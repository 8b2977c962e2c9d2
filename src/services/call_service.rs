use crate::error::AppResult;
use crate::models::{Call, CallKind, CallState};
use crate::services::membership_service::MembershipService;
use crate::store::ChatStore;
use chrono::Utc;
use uuid::Uuid;

pub struct CallService;

impl CallService {
    /// Record a call session with its initiator as first participant
    ///
    /// Signaling itself flows over the realtime hub; this is bookkeeping only.
    pub async fn start_call(
        store: &dyn ChatStore,
        conversation_id: Uuid,
        initiator_id: Uuid,
        kind: CallKind,
    ) -> AppResult<Call> {
        MembershipService::ensure_active_member(store, conversation_id, initiator_id).await?;

        let call = Call {
            id: Uuid::new_v4(),
            conversation_id,
            kind,
            state: CallState::Started,
            created_by: initiator_id,
            started_at: Utc::now(),
        };
        store.insert_call(&call).await?;

        tracing::info!(
            call_id = %call.id,
            conversation_id = %conversation_id,
            kind = call.kind.to_db(),
            "Call started"
        );
        Ok(call)
    }
}
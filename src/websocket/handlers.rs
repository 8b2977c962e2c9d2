//! Inbound realtime event handling
//!
//! The authenticated user of the connection is the only identity trusted;
//! any `from`/`usuario_id` supplied by the client is overwritten.

use crate::error::AppResult;
use crate::services::display::DisplayNames;
use crate::services::fanout;
use crate::services::membership_service::MembershipService;
use crate::services::presence_service::PresenceService;
use crate::state::AppState;
use crate::websocket::events::{OutboundEvent, RtcPeer};
use crate::websocket::message_types::InboundEvent;
use crate::websocket::{ConnectionId, Scope};
use serde_json::{Map, Value};
use uuid::Uuid;

pub async fn handle_inbound(
    state: &AppState,
    connection: ConnectionId,
    user_id: Uuid,
    event: InboundEvent,
) -> AppResult<()> {
    let store = state.store.as_ref();
    let registry = &state.registry;

    match event {
        InboundEvent::RegisterUser { usuario_id } => {
            if usuario_id.is_some_and(|claimed| claimed != user_id) {
                tracing::warn!(
                    user_id = %user_id,
                    claimed = ?usuario_id,
                    "registrar_usuario for another user ignored"
                );
                return Ok(());
            }
            PresenceService::register(store, registry, connection).await;
        }

        InboundEvent::Subscribe { conversacion_id } => {
            MembershipService::ensure_active_member(store, conversacion_id, user_id).await?;
            registry.subscribe(connection, conversacion_id).await;
            tracing::debug!(user_id = %user_id, conversation_id = %conversacion_id, "Subscribed");
        }

        InboundEvent::Typing {
            conversacion_id,
            mut rest,
        } => {
            MembershipService::ensure_active_member(store, conversacion_id, user_id).await?;
            rest.insert("conversacion_id".into(), Value::String(conversacion_id.to_string()));
            rest.insert("usuario_id".into(), Value::String(user_id.to_string()));
            let event = OutboundEvent::Typing(Value::Object(rest));
            fanout::emit(
                registry,
                &[Scope::Conversation(conversacion_id)],
                &event,
                Some(connection),
            )
            .await;
        }

        InboundEvent::IncomingCall {
            conversacion_id,
            to,
            tipo,
            foto,
        } => {
            MembershipService::ensure_active_member(store, conversacion_id, user_id).await?;
            // caller's name as the callee knows it
            let names = DisplayNames::load(store, to, &[user_id]).await?;
            let event = OutboundEvent::IncomingCall {
                conversacion_id,
                from: user_id,
                to,
                tipo,
                foto,
                nombre: names.short_name(user_id),
            };
            let delivered = fanout::emit(
                registry,
                &[Scope::User(to), Scope::Conversation(conversacion_id)],
                &event,
                Some(connection),
            )
            .await;
            tracing::debug!(from = %user_id, to = %to, delivered, "incoming_call relayed");
        }

        InboundEvent::RtcJoin { conversacion_id } => {
            MembershipService::ensure_active_member(store, conversacion_id, user_id).await?;
            registry.subscribe(connection, conversacion_id).await;
            let peer = RtcPeer {
                conversacion_id,
                user_id,
            };
            let scope = [Scope::Conversation(conversacion_id)];
            fanout::emit(registry, &scope, &OutboundEvent::RtcPeerJoined(peer.clone()), Some(connection))
                .await;
            fanout::emit(registry, &scope, &OutboundEvent::RtcUserJoined(peer), Some(connection))
                .await;
        }

        InboundEvent::RtcLeave { conversacion_id } => {
            let event = OutboundEvent::RtcUserLeft(RtcPeer {
                conversacion_id,
                user_id,
            });
            fanout::emit(
                registry,
                &[Scope::Conversation(conversacion_id)],
                &event,
                Some(connection),
            )
            .await;
        }

        InboundEvent::RtcOffer { to, rest } => {
            relay(state, user_id, to, rest, OutboundEvent::RtcOffer).await;
        }
        InboundEvent::RtcAnswer { to, rest } => {
            relay(state, user_id, to, rest, OutboundEvent::RtcAnswer).await;
        }
        InboundEvent::RtcIceCandidate { to, rest } => {
            relay(state, user_id, to, rest, OutboundEvent::RtcIceCandidate).await;
        }
    }
    Ok(())
}

/// Point-to-point signal; dropped when the target has no live connection
async fn relay(
    state: &AppState,
    from: Uuid,
    to: Uuid,
    mut payload: Map<String, Value>,
    wrap: fn(Value) -> OutboundEvent,
) {
    payload.insert("to".into(), Value::String(to.to_string()));
    payload.insert("from".into(), Value::String(from.to_string()));
    let delivered = fanout::emit(
        &state.registry,
        &[Scope::User(to)],
        &wrap(Value::Object(payload)),
        None,
    )
    .await;
    if delivered == 0 {
        tracing::debug!(from = %from, to = %to, "Signal dropped, target not connected");
    }
}
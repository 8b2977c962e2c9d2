//! Resilience helpers shared by the messaging service
//!
//! Bounded retry with exponential backoff for transient infrastructure
//! failures (connection acquisition, broken sockets).

pub mod retry;

pub use retry::{with_retry, RetryConfig, RetryError};
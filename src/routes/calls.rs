use crate::error::AppError;
use crate::middleware::guards::User;
use crate::models::{CallKind, CallState};
use crate::services::call_service::CallService;
use crate::state::AppState;
use actix_web::{post, web, HttpResponse};
use serde::{Deserialize, Serialize};
use uuid::Uuid;

#[derive(Deserialize)]
pub struct StartCallQuery {
    #[serde(default = "default_call_kind")]
    pub kind: CallKind,
}

fn default_call_kind() -> CallKind {
    CallKind::Voice
}

#[derive(Serialize)]
#[serde(rename_all = "camelCase")]
pub struct CallResponse {
    pub call_id: Uuid,
    pub state: CallState,
}

/// POST /conversations/{id}/calls?kind=voice|video
/// Records the call; media is negotiated peer-to-peer over the realtime channel
#[post("/conversations/{id}/calls")]
pub async fn start_call(
    state: web::Data<AppState>,
    user: User,
    conversation_id: web::Path<Uuid>,
    query: web::Query<StartCallQuery>,
) -> Result<HttpResponse, AppError> {
    let call = CallService::start_call(
        state.store.as_ref(),
        conversation_id.into_inner(),
        user.id,
        query.kind,
    )
    .await?;

    Ok(HttpResponse::Created().json(CallResponse {
        call_id: call.id,
        state: call.state,
    }))
}
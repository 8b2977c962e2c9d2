use crate::{
    config::Config,
    middleware::auth::TokenVerifier,
    services::attachment_store::AttachmentStore,
    store::ChatStore,
    websocket::ConnectionRegistry,
};
use std::sync::Arc;

#[derive(Clone)]
pub struct AppState {
    pub store: Arc<dyn ChatStore>,
    pub registry: ConnectionRegistry,
    pub config: Arc<Config>,
    /// Verifies access tokens issued by the identity subsystem
    pub auth: Arc<dyn TokenVerifier>,
    pub attachments: Arc<dyn AttachmentStore>,
}
#[tokio::test]
async fn test_departure_rendered_with_each_viewers_aliases() {
    let env = TestEnvironment::new();
    let a = env.user("+5215550000001", "Ana").await;
    let b = env.user("+5215550000002", "Beto").await;
    let c = env.user("+5215550000003", "Caro").await;
    let g = env.group(a.id, &[b.id, c.id], "Equipo").await;
    ContactService::add(env.store(), b.id, &c.phone, Some("Carito"))
        .await
        .unwrap();

    let (a_conn, mut a_rx) = env.registry().connect(a.id).await;
    let (b_conn, mut b_rx) = env.registry().connect(b.id).await;
    env.registry().subscribe(a_conn, g).await;
    env.registry().subscribe(b_conn, g).await;

    MembershipService::remove_member(env.store(), env.registry(), g, a.id, c.id)
        .await
        .unwrap();

    let for_b = events_named(&drain(&mut b_rx), "usuario_salio_grupo");
    assert_eq!(for_b.len(), 1);
    assert_eq!(for_b[0]["nombre_salida"], "Carito");
    assert_eq!(for_b[0]["es_salida_propia"], json!(false));
    assert_eq!(for_b[0]["actor_id"], json!(a.id));

    let for_a = events_named(&drain(&mut a_rx), "usuario_salio_grupo");
    assert_eq!(for_a.len(), 1);
    assert_eq!(for_a[0]["nombre_salida"], json!(c.phone));
}

#[tokio::test]
async fn test_added_member_notified_with_new_chat() {
    let env = TestEnvironment::new();
    let a = env.user("+5215550000001", "Ana").await;
    let b = env.user("+5215550000002", "Beto").await;
    let d = env.user("+5215550000004", "Dani").await;
    let g = env.group(a.id, &[b.id], "Equipo").await;

    let (b_conn, mut b_rx) = env.registry().connect(b.id).await;
    env.registry().subscribe(b_conn, g).await;
    let (_d_conn, mut d_rx) = env.registry().connect(d.id).await;

    MembershipService::add_members(env.store(), env.registry(), g, a.id, &[d.id])
        .await
        .unwrap();

    let added = events_named(&drain(&mut b_rx), "miembro_agregado");
    assert_eq!(added.len(), 1);
    assert_eq!(added[0]["nuevo_id"], json!(d.id));
    assert_eq!(added[0]["nuevo_visible"], json!(d.phone));

    let new_chat = events_named(&drain(&mut d_rx), "nuevo_chat");
    assert_eq!(new_chat.len(), 1);
    assert_eq!(new_chat[0]["id"], json!(g));
    assert_eq!(new_chat[0]["titulo"], "Equipo");
    assert_eq!(new_chat[0]["es_grupo"], json!(true));
}
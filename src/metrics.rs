//! Process-wide Prometheus metrics

use crate::error::{AppError, AppResult};
use prometheus::{
    register_int_counter, register_int_counter_vec, register_int_gauge, Encoder, IntCounter,
    IntCounterVec, IntGauge, TextEncoder,
};

lazy_static::lazy_static! {
    /// Messages persisted through send (text and attachments)
    pub static ref MESSAGES_SENT: IntCounter = register_int_counter!(
        "messaging_messages_sent_total",
        "Messages persisted by the message store"
    ).expect("Prometheus metrics registration should succeed at startup");

    /// Realtime frames by outcome (delivered/dropped)
    pub static ref REALTIME_FRAMES: IntCounterVec = register_int_counter_vec!(
        "messaging_realtime_frames_total",
        "Realtime frames handed to connections",
        &["outcome"]
    ).expect("Prometheus metrics registration should succeed at startup");

    /// Live websocket connections in this instance
    pub static ref WS_CONNECTIONS: IntGauge = register_int_gauge!(
        "messaging_ws_connections",
        "Live websocket connections"
    ).expect("Prometheus metrics registration should succeed at startup");
}

pub fn record_frames(delivered: usize, dropped: usize) {
    if delivered > 0 {
        REALTIME_FRAMES
            .with_label_values(&["delivered"])
            .inc_by(delivered as u64);
    }
    if dropped > 0 {
        REALTIME_FRAMES
            .with_label_values(&["dropped"])
            .inc_by(dropped as u64);
    }
}

/// Text exposition of the default registry
pub fn render() -> AppResult<String> {
    let mut buffer = Vec::new();
    TextEncoder::new()
        .encode(&prometheus::gather(), &mut buffer)
        .map_err(|e| AppError::Internal(format!("metrics encoding: {e}")))?;
    String::from_utf8(buffer).map_err(|e| AppError::Internal(format!("metrics encoding: {e}")))
}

[What is needed]:
Your task is to show every line of the listing above containing "AppError".

[Solution to the exercise]:
use crate::error::AppError;
) -> Result<HttpResponse, AppError> {
use crate::error::{AppError, AppResult};
        .map_err(|e| AppError::Internal(format!("metrics encoding: {e}")))?;
    String::from_utf8(buffer).map_err(|e| AppError::Internal(format!("metrics encoding: {e}")))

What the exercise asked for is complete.